Rebecca ristette, ancora in piedi. Era stata colta alla sprovvista e lì per lì non seppe cosa rispondere. Lanciò un’occhiata alle due dame e, balbettando, ordinò loro di accompagnare La Blanche nel salone. Fu Limager a chiudere la porta quando furono usciti. Rebecca nel frattempo si era seduta e attendeva che il cavaliere la imitasse. Contro tutte le aspettative, però, quello rimase in piedi e mosse alcuni passi prima di tornare a parlarle.
«Voglio comunicarvi – disse – Un messaggio più segreto da parte del re. E voglio farlo ora e qui perché questo messaggio riguarda entrambi, voi e me»
Rebecca spalancò gli occhi e lo invitò a proseguire senza indugi.
«La vostra condizione non è più sicura e credo che ve ne siate resa conto»
«Certo, ne sono consapevole» ribatté asciutta.
Limager annuì: «Richard si è preoccupato di garantire a voi e agli orfani un futuro al riparo da ritorsioni e da povertà. Ora che il re è morto, la decisione giacerà unicamente nelle vostre mani. Volete che prosegua descrivendovi il pensiero del re?»
Rebecca rabbrividì udendo la parola “orfani” riferita ai suoi bambini; c’era un che di spietato nel modo in cui quella parola era stata proferita, e per un istante la sua mente si offuscò. Poi, tornando padrona di sé, confermò di voler ascoltare quanto il cavaliere aveva da dire.
«Il piano del re era piuttosto semplice: sottrarvi allo stato vedovile appena fosse stato possibile. Io ero uno dei cavalieri di cui si fidava e uno dei pochi, tra questi, ancora celibe. Per questo ha scelto me per comunicarvi la notizia: affinché vi presentassi ufficialmente la mia proposta di matrimonio. Ora, io non avanzo nessuna osservazione contraria: so che siete un’ebrea, ma se il mio re ha ritenuto che questa unione sia per me una cosa lodevole, quasi un onore, io non posso che riconoscere, d’altra parte, che voi siete una donna molto bella e ancora piuttosto giovane. A voi la scelta, quindi. Valutate liberamente la vostra situazione e non sentitevi più legata dall’ordine regale, perché il re è morto. Vi basti sapere che Limager non si tirerà indietro»
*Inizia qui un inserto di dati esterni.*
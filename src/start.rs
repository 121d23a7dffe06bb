//! Launch payload carried in the `startapp` parameter: base64-encoded JSON
//! with an optional referrer id and an optional traffic-source tag.
//!
//! Share links are generated by the mini-app itself, but the payload also
//! arrives from ad campaigns, so decoding is lenient: any malformed payload
//! is ignored rather than failing the launch.

use base64::Engine as _;
use base64::engine::general_purpose::{STANDARD, URL_SAFE_NO_PAD};
use serde::{Deserialize, Deserializer};

#[derive(Debug, Default, PartialEq, Deserialize)]
pub struct StartPayload {
  #[serde(default, deserialize_with = "lenient_id")]
  pub referrer_id: Option<i64>,
  #[serde(default)]
  pub source: Option<String>,
}

/// Referrer ids appear both as JSON numbers and as strings in the wild.
fn lenient_id<'de, D>(de: D) -> Result<Option<i64>, D::Error>
where
  D: Deserializer<'de>,
{
  #[derive(Deserialize)]
  #[serde(untagged)]
  enum Raw {
    Int(i64),
    Str(String),
  }

  Ok(match Option::<Raw>::deserialize(de)? {
    Some(Raw::Int(id)) => Some(id),
    Some(Raw::Str(s)) => s.trim().parse().ok(),
    None => None,
  })
}

pub fn decode(raw: &str) -> Option<StartPayload> {
  let raw = raw.trim();
  let bytes = STANDARD
    .decode(raw)
    .or_else(|_| URL_SAFE_NO_PAD.decode(raw))
    .ok()?;
  json::from_slice(&bytes).ok()
}

#[cfg(test)]
mod tests {
  use super::*;

  fn encode(payload: &str) -> String {
    STANDARD.encode(payload)
  }

  #[test]
  fn decodes_referrer_and_source() {
    let payload = decode(&encode(r#"{"referrer_id": 42, "source": "vk"}"#))
      .expect("valid payload");
    assert_eq!(payload.referrer_id, Some(42));
    assert_eq!(payload.source.as_deref(), Some("vk"));
  }

  #[test]
  fn decodes_string_referrer_id() {
    let payload =
      decode(&encode(r#"{"referrer_id": "1337"}"#)).expect("valid payload");
    assert_eq!(payload.referrer_id, Some(1337));
    assert_eq!(payload.source, None);
  }

  #[test]
  fn decodes_source_only() {
    let payload =
      decode(&encode(r#"{"source": "ads"}"#)).expect("valid payload");
    assert_eq!(payload.referrer_id, None);
    assert_eq!(payload.source.as_deref(), Some("ads"));
  }

  #[test]
  fn rejects_garbage() {
    assert_eq!(decode("%%% not base64 %%%"), None);
    assert_eq!(decode(&encode("not json at all")), None);
  }

  #[test]
  fn unparseable_referrer_string_is_dropped() {
    let payload = decode(&encode(r#"{"referrer_id": "abc", "source": "x"}"#))
      .expect("payload itself is valid");
    assert_eq!(payload.referrer_id, None);
    assert_eq!(payload.source.as_deref(), Some("x"));
  }
}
Rebecca ascoltò con attenzione, impallidendo man mano sempre di più. Si prese un momento per riflettere, un momento molto breve, poi rispose: «Cinque anni fa un altro cavaliere mi presentò una proposta molto simile; e un re diede il suo benestare a un’unione che io stessa, non molto tempo prima, avrei rigettato. Allora non credevo che fosse possibile un matrimonio tra due popoli tanto diversi, tra due temperamenti tanto forti quali il mio e quello di mio marito. Oggi, signore, in tutta sincerità, preferisco la vedovanza vissuta con dignità a un secondo matrimonio contratto unicamente per convenienza. Se dovrò perdere ciò che re Richard mi aveva concesso attraverso mio marito, lo perderò senza rimpianti. Il dono più prezioso che mi era stato fatto è già perduto. Non voglio illudermi di poter trovare in voi ciò che lui era per me. Vi ringrazio, ma declino»
Limager accolse le sue parole con un’apparente tranquillità d’animo. Si riservò solo di aggiungere, dopo una pausa: «Oggi parlate scossa da un grande dolore, e comprendo che forse non discernete appieno il significato delle mie parole. Tuttavia avrete ancora tempo. Il tempo, sapete, è la medicina migliore contro questi mali. Bisogna solo essere in grado di servirsene nel modo giusto al momento opportuno»
Rebecca ricambiò quel consiglio con un’espressione rassegnata: «Anche se volessi, le usanze del mio popolo mi impongono un mese di lutto. Fino ad allora non sarò libera dal vincolo che mi lega a mio marito, mi è impedita qualsiasi festa e soprattutto il matrimonio. Vi prego, dunque, di rispettare la mia condizione e di non avanzare oltre sul cammino che il re vi ha indicato»
Limager chinò ancora il capo. Rebecca invece non distolse un momento gli occhi da lui.
«Così sia, mia signora. Passo allora a trattare di un altro grave problema: se Richard fosse ancora vivo, tornerei seduta stante da lui a offrire il mio braccio per la sua impresa. Non potrò più farlo; vi chiedo, dunque, di accordare al mio compagno e a me una permanenza più lunga, fino a che non saranno chiare le sorti di questa terra contesa. Non un giorno di più, mia signora. In questo modo avrete anche voi più tempo per prendere la decisione definitiva» concluse Limager, tornando a guardarla.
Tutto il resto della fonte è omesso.